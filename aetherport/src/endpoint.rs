use std::{collections::HashSet, fmt, str::FromStr};

use aetherport_identity::Label;

use crate::Error;

/// One forwarded endpoint: where the egress listens and where the ingress
/// dials, plus optional labels.
///
/// The textual form is `localhost:localport:remotehost:remoteport`, optionally
/// followed by `;key=value` labels. The only label currently understood is
/// `proto`. The string doubles as the data channel label, which is how the
/// ingress learns where to dial.
#[derive(Debug, Clone, PartialEq, Eq)]
pub struct Endpoint {
    pub local: String,
    pub remote: String,
    pub proto: Option<String>,
}

impl FromStr for Endpoint {
    type Err = Error;

    fn from_str(s: &str) -> Result<Self, Self::Err> {
        let mut parts = s.split(';');
        let address = parts.next().unwrap_or_default();

        let tokens: Vec<&str> = address.split(':').collect();
        if tokens.len() != 4 {
            return Err(Error::ConfigInvalid(format!("invalid endpoint: {s}")));
        }

        let mut endpoint = Endpoint {
            local: format!("{}:{}", tokens[0], tokens[1]),
            remote: format!("{}:{}", tokens[2], tokens[3]),
            proto: None,
        };

        for part in parts {
            let label: Label = part
                .parse()
                .map_err(|error| Error::ConfigInvalid(format!("cannot parse label ({part}): {error}")))?;

            match label.key() {
                "proto" => endpoint.proto = Some(label.value().to_string()),
                _ => return Err(Error::ConfigInvalid(format!("invalid label: {part}"))),
            }
        }

        Ok(endpoint)
    }
}

impl fmt::Display for Endpoint {
    fn fmt(&self, f: &mut fmt::Formatter<'_>) -> fmt::Result {
        write!(f, "{}:{}", self.local, self.remote)?;
        if let Some(proto) = &self.proto {
            write!(f, ";{}", Label::new("proto", proto.clone()))?;
        }
        Ok(())
    }
}

/// Decides which remote addresses an ingress will dial on behalf of a peer.
///
/// A list containing `"*"` admits everything. Otherwise only exact
/// `host:port` string matches are admitted; there is no CIDR or wildcard
/// matching.
#[derive(Debug, Clone)]
pub struct EndpointAuthorizer {
    allow_all: bool,
    allowed: HashSet<String>,
}

impl EndpointAuthorizer {
    pub fn new<I, S>(patterns: I) -> Self
    where
        I: IntoIterator<Item = S>,
        S: Into<String>,
    {
        let mut allow_all = false;
        let mut allowed = HashSet::new();

        for pattern in patterns {
            let pattern = pattern.into();
            match pattern.as_str() {
                "*" => allow_all = true,
                _ => {
                    allowed.insert(pattern);
                }
            }
        }

        Self { allow_all, allowed }
    }

    pub fn allows(&self, endpoint: &Endpoint) -> bool {
        self.allow_all || self.allowed.contains(&endpoint.remote)
    }
}

#[cfg(test)]
mod tests {
    use super::{Endpoint, EndpointAuthorizer};

    #[test]
    fn parses_the_four_token_form_with_labels() {
        let ep: Endpoint = "127.0.0.1:8080:10.0.0.1:22;proto=tcp".parse().unwrap();
        assert_eq!(ep.local, "127.0.0.1:8080");
        assert_eq!(ep.remote, "10.0.0.1:22");
        assert_eq!(ep.proto.as_deref(), Some("tcp"));
    }

    #[test]
    fn parses_without_labels() {
        let ep: Endpoint = "localhost:9000:localhost:22".parse().unwrap();
        assert_eq!(ep.local, "localhost:9000");
        assert_eq!(ep.remote, "localhost:22");
        assert_eq!(ep.proto, None);
    }

    #[test]
    fn rejects_malformed_endpoints() {
        assert!("a:b:c".parse::<Endpoint>().is_err());
        assert!("a:b:c:d:e".parse::<Endpoint>().is_err());
        assert!("".parse::<Endpoint>().is_err());
        assert!("a:1:b:2;color=red".parse::<Endpoint>().is_err());
        assert!("a:1:b:2;junk".parse::<Endpoint>().is_err());
    }

    #[test]
    fn display_round_trips() {
        for s in ["127.0.0.1:8080:10.0.0.1:22;proto=tcp", "localhost:9000:localhost:22"] {
            let ep: Endpoint = s.parse().unwrap();
            assert_eq!(ep.to_string(), s);
        }
    }

    #[test]
    fn star_admits_everything() {
        let auth = EndpointAuthorizer::new(["10.0.0.1:22", "*"]);
        let ep: Endpoint = "a:1:198.51.100.7:9999".parse().unwrap();
        assert!(auth.allows(&ep));
    }

    #[test]
    fn matching_is_exact() {
        let auth = EndpointAuthorizer::new(["10.0.0.1:22"]);

        let allowed: Endpoint = "a:1:10.0.0.1:22".parse().unwrap();
        assert!(auth.allows(&allowed));

        // No CIDR, no wildcard, no port-less prefix: anything but the exact
        // string is refused.
        for remote in ["10.0.0.1:2222", "10.0.0.2:22", "10.0.0.1:2"] {
            let ep: Endpoint = format!("a:1:{remote}").parse().unwrap();
            assert!(!auth.allows(&ep), "{remote} should not be admitted");
        }
    }

    #[test]
    fn empty_list_admits_nothing() {
        let auth = EndpointAuthorizer::new(Vec::<String>::new());
        let ep: Endpoint = "a:1:10.0.0.1:22".parse().unwrap();
        assert!(!auth.allows(&ep));
    }
}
▬▬▬▬▬▬▬▬▬▬
PROBLEM REQUIREMENTS>
Copy out every line of the records that the string "EndpointAuthorizer" appears in.

ANSWER SPACE>
pub struct EndpointAuthorizer {
impl EndpointAuthorizer {
    use super::{Endpoint, EndpointAuthorizer};
        let auth = EndpointAuthorizer::new(["10.0.0.1:22", "*"]);
        let auth = EndpointAuthorizer::new(["10.0.0.1:22"]);
        let auth = EndpointAuthorizer::new(Vec::<String>::new());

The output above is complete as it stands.